▼
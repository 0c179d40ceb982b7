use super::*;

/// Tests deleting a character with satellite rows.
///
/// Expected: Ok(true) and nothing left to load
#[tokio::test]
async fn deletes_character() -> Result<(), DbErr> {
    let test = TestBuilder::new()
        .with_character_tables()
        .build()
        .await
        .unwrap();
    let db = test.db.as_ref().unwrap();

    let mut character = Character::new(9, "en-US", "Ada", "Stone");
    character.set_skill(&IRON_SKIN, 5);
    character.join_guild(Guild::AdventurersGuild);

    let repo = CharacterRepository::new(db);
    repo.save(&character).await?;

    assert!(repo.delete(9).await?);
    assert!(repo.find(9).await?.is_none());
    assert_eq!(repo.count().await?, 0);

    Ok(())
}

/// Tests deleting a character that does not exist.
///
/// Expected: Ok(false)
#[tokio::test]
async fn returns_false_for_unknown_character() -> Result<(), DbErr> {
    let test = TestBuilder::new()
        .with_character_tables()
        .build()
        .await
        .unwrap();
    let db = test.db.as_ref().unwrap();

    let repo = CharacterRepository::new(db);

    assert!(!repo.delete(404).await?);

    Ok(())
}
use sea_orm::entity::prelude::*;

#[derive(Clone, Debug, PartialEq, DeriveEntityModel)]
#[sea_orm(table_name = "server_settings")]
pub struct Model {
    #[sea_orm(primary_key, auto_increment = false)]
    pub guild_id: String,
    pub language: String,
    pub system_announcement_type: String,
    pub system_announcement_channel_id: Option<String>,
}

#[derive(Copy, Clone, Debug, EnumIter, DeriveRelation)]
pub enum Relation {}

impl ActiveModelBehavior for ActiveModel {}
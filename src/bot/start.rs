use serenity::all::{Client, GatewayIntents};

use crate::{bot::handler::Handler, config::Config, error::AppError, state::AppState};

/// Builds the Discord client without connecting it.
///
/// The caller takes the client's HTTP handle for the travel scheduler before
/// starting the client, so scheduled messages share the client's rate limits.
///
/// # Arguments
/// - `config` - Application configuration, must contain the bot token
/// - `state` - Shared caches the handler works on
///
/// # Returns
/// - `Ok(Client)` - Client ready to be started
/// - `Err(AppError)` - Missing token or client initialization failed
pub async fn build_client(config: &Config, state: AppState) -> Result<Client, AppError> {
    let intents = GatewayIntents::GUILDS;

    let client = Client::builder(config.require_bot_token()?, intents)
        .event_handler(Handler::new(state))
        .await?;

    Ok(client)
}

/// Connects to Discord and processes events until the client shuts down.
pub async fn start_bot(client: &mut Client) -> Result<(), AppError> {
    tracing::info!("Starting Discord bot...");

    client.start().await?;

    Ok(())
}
▲
◆ **Task directions**
The entries above must be returned in full, exactly as shown.

◆ **Answer**
repository 0c179d40ceb982b7
use super::*;

/// Tests deleting a character with satellite rows.
///
/// Expected: Ok(true) and nothing left to load
#[tokio::test]
async fn deletes_character() -> Result<(), DbErr> {
    let test = TestBuilder::new()
        .with_character_tables()
        .build()
        .await
        .unwrap();
    let db = test.db.as_ref().unwrap();

    let mut character = Character::new(9, "en-US", "Ada", "Stone");
    character.set_skill(&IRON_SKIN, 5);
    character.join_guild(Guild::AdventurersGuild);

    let repo = CharacterRepository::new(db);
    repo.save(&character).await?;

    assert!(repo.delete(9).await?);
    assert!(repo.find(9).await?.is_none());
    assert_eq!(repo.count().await?, 0);

    Ok(())
}

/// Tests deleting a character that does not exist.
///
/// Expected: Ok(false)
#[tokio::test]
async fn returns_false_for_unknown_character() -> Result<(), DbErr> {
    let test = TestBuilder::new()
        .with_character_tables()
        .build()
        .await
        .unwrap();
    let db = test.db.as_ref().unwrap();

    let repo = CharacterRepository::new(db);

    assert!(!repo.delete(404).await?);

    Ok(())
}
use sea_orm::entity::prelude::*;

#[derive(Clone, Debug, PartialEq, DeriveEntityModel)]
#[sea_orm(table_name = "server_settings")]
pub struct Model {
    #[sea_orm(primary_key, auto_increment = false)]
    pub guild_id: String,
    pub language: String,
    pub system_announcement_type: String,
    pub system_announcement_channel_id: Option<String>,
}

#[derive(Copy, Clone, Debug, EnumIter, DeriveRelation)]
pub enum Relation {}

impl ActiveModelBehavior for ActiveModel {}
filename src/bot/start.rs
use serenity::all::{Client, GatewayIntents};

use crate::{bot::handler::Handler, config::Config, error::AppError, state::AppState};

/// Builds the Discord client without connecting it.
///
/// The caller takes the client's HTTP handle for the travel scheduler before
/// starting the client, so scheduled messages share the client's rate limits.
///
/// # Arguments
/// - `config` - Application configuration, must contain the bot token
/// - `state` - Shared caches the handler works on
///
/// # Returns
/// - `Ok(Client)` - Client ready to be started
/// - `Err(AppError)` - Missing token or client initialization failed
pub async fn build_client(config: &Config, state: AppState) -> Result<Client, AppError> {
    let intents = GatewayIntents::GUILDS;

    let client = Client::builder(config.require_bot_token()?, intents)
        .event_handler(Handler::new(state))
        .await?;

    Ok(client)
}

/// Connects to Discord and processes events until the client shuts down.
pub async fn start_bot(client: &mut Client) -> Result<(), AppError> {
    tracing::info!("Starting Discord bot...");

    client.start().await?;

    Ok(())
}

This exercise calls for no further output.